Goal of the exercise =>
Lines from the beginning of the entries up to and including the one with "str, name: String" must be duplicated word for word; leave out all others.

══ Given records ══

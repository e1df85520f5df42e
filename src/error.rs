//! Error types for the Radarr/Sonarr client.

use thiserror::Error;

/// Result type alias using our Error type.
pub type Result<T> = std::result::Result<T, Error>;

/// Every failure reported by the library.
#[derive(Error, Debug)]
pub enum Error {
    /// Generic client error, also the base for domain errors shared by both services.
    #[error("{0}")]
    Client(String),

    #[error("Error sending request {url}: {message}")]
    Transport { url: String, message: String },

    #[error("Error from server {url}, status: {status}, msg: {body}")]
    Server {
        url: String,
        status: u16,
        body: String,
    },

    #[error("Error parsing response {body} from {url}: {message}")]
    Decode {
        url: String,
        body: String,
        message: String,
    },

    #[error("Invalid JSON: {0}")]
    Json(#[from] serde_json::Error),

    #[error("{kind} object has no attribute '{name}'")]
    Attribute { kind: &'static str, name: String },

    // Service specific errors
    #[error("{0}")]
    Radarr(String),

    #[error("{0}")]
    Sonarr(String),

    #[error("Configuration error: {0}")]
    Config(String),

    #[error("IO error: {0}")]
    Io(#[from] std::io::Error),
}

impl Error {
    /// Create a generic client error from a string.
    pub fn client<S: Into<String>>(msg: S) -> Self {
        Error::Client(msg.into())
    }

    /// HTTP status code carried by a server error.
    pub fn status_code(&self) -> Option<u16> {
        match self {
            Error::Server { status, .. } => Some(*status),
            _ => None,
        }
    }

    /// Whether this is a recognized API or domain error, as opposed to an
    /// unexpected failure of the tool itself.
    pub fn is_api_error(&self) -> bool {
        matches!(
            self,
            Error::Client(_)
                | Error::Transport { .. }
                | Error::Server { .. }
                | Error::Decode { .. }
                | Error::Json(_)
                | Error::Radarr(_)
                | Error::Sonarr(_)
        )
    }
}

═══

Exercise response =>
repository e1df85520f5df42e
filename src/error.rs
//! Error types for the Radarr/Sonarr client.

use thiserror::Error;

/// Result type alias using our Error type.
pub type Result<T> = std::result::Result<T, Error>;

/// Every failure reported by the library.
#[derive(Error, Debug)]
pub enum Error {
    /// Generic client error, also the base for domain errors shared by both services.
    #[error("{0}")]
    Client(String),

    #[error("Error sending request {url}: {message}")]
    Transport { url: String, message: String },

    #[error("Error from server {url}, status: {status}, msg: {body}")]
    Server {
        url: String,
        status: u16,
        body: String,
    },

    #[error("Error parsing response {body} from {url}: {message}")]
    Decode {
        url: String,
        body: String,
        message: String,
    },

    #[error("Invalid JSON: {0}")]
    Json(#[from] serde_json::Error),

    #[error("{kind} object has no attribute '{name}'")]
    Attribute { kind: &'static str, name: String },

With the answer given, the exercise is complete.